By Jim Darnall, EPM volunteer
You asked about the use of the Hebrew word for day—yom. First, let’s go back and list a few hermeneutical principles, then apply them: God communicates through language. Human language consists of words used in a specific context that relate to the entire reality around us. When Jesus and the New Testament writers referenced Old Testament passages, they employed what is often referred to as the Literal Principle (we also routinely employ this method in our everyday conversations): Seek the ordinary meaning of the language. Identify type of language: Poetry or prose; figurative or literal. Begin with the assumption that the writer is saying something to be taken in its literal meaning. Seek a single meaning of the text. The structure of a narrative is the single greatest tool the writer has to convey his central message. We observe what a writer selects and how he arranges his material to best discover the central message.
When we apply these principles to Genesis 1, there aren’t a lot of possible interpretations. In fact, I don’t think that God could have more clearly indicated 7 ordinary days. Let me explain:
- First of all, Genesis 1 is clearly historical narrative.

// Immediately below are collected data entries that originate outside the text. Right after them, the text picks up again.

#![allow(clippy::unwrap_used, clippy::expect_used)]

use formpath::{
    form_values, options, BoxError, CustomPrecedence, DecodeOptions, Decoder, ErrorCode, FieldAddr,
    Form, TextDecode,
};

const BUG_TEXT: &str = "the string has changed by decode_text";

/// Text that announces it went through `TextDecode`.
#[derive(Form, Default, Debug, PartialEq)]
#[form(text)]
struct FieldString(String);

impl TextDecode for FieldString {
    fn decode_text(&mut self, _text: &str) -> Result<(), BoxError> {
        BUG_TEXT.clone_into(&mut self.0);
        Ok(())
    }
}

#[derive(Form, Default, Debug)]
struct Custom {
    custom_type: FieldString,
    label: String,
}

fn register_field_string(decoder: &mut Decoder) {
    decoder.register::<FieldString, _>(|_raw| {
        Ok(FieldString("value changed by custom type".to_owned()))
    });
}

#[test]
fn type_wide_custom_decoder_wins_over_text_decode() {
    let mut decoder = Decoder::default();
    register_field_string(&mut decoder);

    let mut c = Custom::default();
    let values = form_values! { "custom_type" => "if you see this text, then it's a bug" };
    decoder.decode(&values, &mut c).unwrap();
    assert_eq!(c.custom_type.0, "value changed by custom type");
}

#[test]
fn prefer_text_decode_puts_text_first() {
    let mut decoder = Decoder::new(options! { prefer_text_decode: true });
    register_field_string(&mut decoder);

    let mut c = Custom::default();
    decoder
        .decode(&form_values! { "custom_type" => "x" }, &mut c)
        .unwrap();
    assert_eq!(c.custom_type.0, BUG_TEXT);
}

#[test]
fn text_decode_without_custom_decoder() {
    let mut c = Custom::default();
    formpath::decode(&form_values! { "custom_type" => "x" }, &mut c).unwrap();
    assert_eq!(c.custom_type.0, BUG_TEXT);
}

#[test]
fn disabled_text_decode_falls_back_to_custom_or_fails() {
    let options = options! { disable_text_decode: true };

    let mut c = Custom::default();
    let err = formpath::decode_with(&form_values! { "custom_type" => "x" }, &mut c, options.clone())
        .unwrap_err();
    assert_eq!(err.code(), ErrorCode::UnknownType);

    let mut decoder = Decoder::new(options);
    register_field_string(&mut decoder);
    decoder
        .decode(&form_values! { "custom_type" => "x" }, &mut c)
        .unwrap();
    assert_eq!(c.custom_type.0, "value changed by custom type");
}

#[test]
fn custom_decoder_receives_every_raw_value() {
    let mut decoder = Decoder::default();
    decoder.register::<String, _>(|raw| Ok(raw.join("+")));

    let mut c = Custom::default();
    decoder
        .decode(&form_values! { "label" => ["a", "b", "c"] }, &mut c)
        .unwrap();
    assert_eq!(c.label, "a+b+c");
}

#[test]
fn custom_decoder_failure_is_a_conversion_error_with_source() {
    let mut decoder = Decoder::default();
    decoder.register::<String, _>(|_raw| Err("nope".into()));

    let mut c = Custom::default();
    let err = decoder
        .decode(&form_values! { "label" => "x" }, &mut c)
        .unwrap_err();
    assert_eq!(err.code(), ErrorCode::Conversion);
    assert_eq!(err.field(), "label");
    assert_eq!(err.message(), "nope");
    assert_eq!(
        std::error::Error::source(&err).map(ToString::to_string),
        Some("nope".to_owned())
    );
}

#[test]
fn later_registration_replaces_earlier() {
    let mut decoder = Decoder::default();
    decoder
        .register::<String, _>(|_raw| Ok("first".to_owned()))
        .register::<String, _>(|_raw| Ok("second".to_owned()));

    let mut c = Custom::default();
    decoder
        .decode(&form_values! { "label" => "x" }, &mut c)
        .unwrap();
    assert_eq!(c.label, "second");
}

#[derive(Form, Default, Debug)]
struct Schedule {
    start: u32,
    end: u32,
    fallback: u32,
    slots: Vec<u32>,
}

fn hours(raw: &[String]) -> Result<u32, BoxError> {
    Ok(raw[0].trim_end_matches('h').parse::<u32>()? * 60)
}

fn schedule_values() -> formpath::FormValues {
    form_values! {
        "start" => "2h",
        "end" => "3h",
        "fallback" => "4h",
        "slots[0]" => "5h",
    }
}

fn schedule_decoder(s: &Schedule, precedence: CustomPrecedence) -> Decoder {
    let mut decoder = Decoder::new(DecodeOptions {
        custom_precedence: precedence,
        ..DecodeOptions::default()
    });
    decoder
        .register::<u32, _>(|_raw| Ok(1))
        .register_for::<u32, _>(hours, &[FieldAddr::of(&s.start), FieldAddr::of(&s.end)]);
    decoder
}

#[test]
fn field_specific_decoder_wins_by_default() {
    let mut s = Schedule::default();
    let decoder = schedule_decoder(&s, CustomPrecedence::FieldFirst);
    decoder.decode(&schedule_values(), &mut s).unwrap();
    assert_eq!((s.start, s.end, s.fallback), (120, 180, 1));
    assert_eq!(s.slots, [1]);
}

#[test]
fn type_first_precedence_prefers_type_wide_decoder() {
    let mut s = Schedule::default();
    let decoder = schedule_decoder(&s, CustomPrecedence::TypeFirst);
    decoder.decode(&schedule_values(), &mut s).unwrap();
    assert_eq!((s.start, s.end, s.fallback), (1, 1, 1));
}

#[test]
fn field_specific_decoder_alone_leaves_other_fields_builtin() {
    let mut s = Schedule::default();
    let mut decoder = Decoder::default();
    decoder.register_for::<u32, _>(hours, &[FieldAddr::of(&s.start)]);

    let values = form_values! { "start" => "2h", "end" => "30" };
    decoder.decode(&values, &mut s).unwrap();
    assert_eq!((s.start, s.end), (120, 30));
}

#[cfg(feature = "chrono")]
#[test]
fn custom_dates_by_field() {
    use chrono::NaiveDate;

    #[derive(Form, Default)]
    struct Times {
        time1: NaiveDate,
        time2: NaiveDate,
        time_default: NaiveDate,
    }

    let custom = NaiveDate::from_ymd_opt(1999, 12, 31).unwrap();
    let by_field = NaiveDate::from_ymd_opt(2001, 1, 1).unwrap();

    let mut t = Times::default();
    let mut decoder = Decoder::default();
    decoder
        .register::<NaiveDate, _>(move |_raw| Ok(custom))
        .register_for::<NaiveDate, _>(
            |raw| Ok(NaiveDate::parse_from_str(&raw[0], "%d/%m/%Y")?),
            &[FieldAddr::of(&t.time1), FieldAddr::of(&t.time2)],
        );

    let values = form_values! {
        "time1" => "01/01/2001",
        "time2" => "01/01/2001",
        "time_default" => "2001-01-01",
    };
    decoder.decode(&values, &mut t).unwrap();
    assert_eq!(t.time1, by_field);
    assert_eq!(t.time2, by_field);
    assert_eq!(t.time_default, custom);
}

#[test]
fn from_str_types_decode_through_text() {
    #[derive(Form, Default, Debug, PartialEq)]
    #[form(from_str)]
    enum Level {
        #[default]
        Low,
        High,
    }

    impl std::str::FromStr for Level {
        type Err = String;

        fn from_str(s: &str) -> Result<Self, Self::Err> {
            match s {
                "low" => Ok(Self::Low),
                "high" => Ok(Self::High),
                other => Err(format!("unknown level `{other}`")),
            }
        }
    }

    #[derive(Form, Default)]
    struct Alarm {
        level: Level,
    }

    let mut a = Alarm::default();
    formpath::decode(&form_values! { "level" => "high" }, &mut a).unwrap();
    assert_eq!(a.level, Level::High);

    let err = formpath::decode(&form_values! { "level" => "loud" }, &mut a).unwrap_err();
    assert_eq!(err.code(), ErrorCode::Conversion);
    assert_eq!(err.message(), "unknown level `loud`");
}

#[test]
fn per_value_text_decode_sees_every_value() {
    #[derive(Form, Default, Debug)]
    #[form(text)]
    struct Tags(Vec<String>);

    impl TextDecode for Tags {
        fn decode_text(&mut self, text: &str) -> Result<(), BoxError> {
            self.0.push(text.to_owned());
            Ok(())
        }
    }

    #[derive(Form, Default)]
    struct Post {
        tags: Tags,
        first: Tags,
    }

    let mut p = Post::default();
    let values = form_values! { "tags[]" => ["a", "b"], "first" => ["c", "d"] };
    formpath::decode(&values, &mut p).unwrap();
    assert_eq!(p.tags.0, ["a", "b"]);
    assert_eq!(p.first.0, ["c"]);
}

#[test]
fn empty_index_decodes_each_text_element_once() {
    /// A number plus how many times `decode_text` ran on it.
    #[derive(Form, Default, Debug, PartialEq)]
    #[form(text)]
    struct Counted(i64, u32);

    impl TextDecode for Counted {
        fn decode_text(&mut self, text: &str) -> Result<(), BoxError> {
            self.0 = text.parse()?;
            self.1 += 1;
            Ok(())
        }
    }

    #[derive(Form, Default)]
    struct Numbers {
        foo: Vec<Counted>,
    }

    let mut n = Numbers::default();
    formpath::decode(&form_values! { "foo[]" => ["5", "6"] }, &mut n).unwrap();
    assert_eq!(n.foo.len(), 2);
    assert_eq!(n.foo, [Counted(5, 1), Counted(6, 1)]);
}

- Yom (day) used with a numeric adjective (Day 1, second day, etc.) always means an ordinary day everywhere else in Scripture.
- “Evening and morning” (used for each of the six days of creation) together always mean an ordinary day everywhere else in Scripture.
- “Evening” used in association with yom always mean an ordinary day everywhere else in Scripture.
- “Morning” used in association with yom always mean an ordinary day everywhere else in Scripture.
- In Genesis 1:5, yom occurs in context with the word “night.” Everywhere else in the Scripture it means an ordinary day.
- Even the use of the word “light” in 1:5 determines the meaning as an ordinary day.
- There are words in biblical Hebrew (such as olam or qedem) that are very suitable for communicating long periods of time, or indefinite time. Yet these words were not selected.
Other passages confirm the interpretation of yom in Genesis 1 to be ordinary days:
- Exodus 20:11, 31:12-17 shows 6 ordinary days. The plural of yom can be used to communicate a longer period of time (e.g., “in those days”). Adding a number here would make no sense. Clearly, in Exodus 20:11 where a number is used with days, it unambiguously refers to 6 earth-rotation days.
- Jesus said that Adam and Eve were from the beginning of creation (Mark 10:6). If the days of Genesis 1 areepochs, then Adam and Eve came at the end, not the beginning of creation.
- Adam was created on day 6, lived through day 7, then died when he was 930 years old. If days 6 and 7 wereepochs, this would make no sense.
All this to say, when we take a literal approach to Genesis 1, I don’t think it is possible for yom to be anything but ordinary days without violating the clear meaning of the text.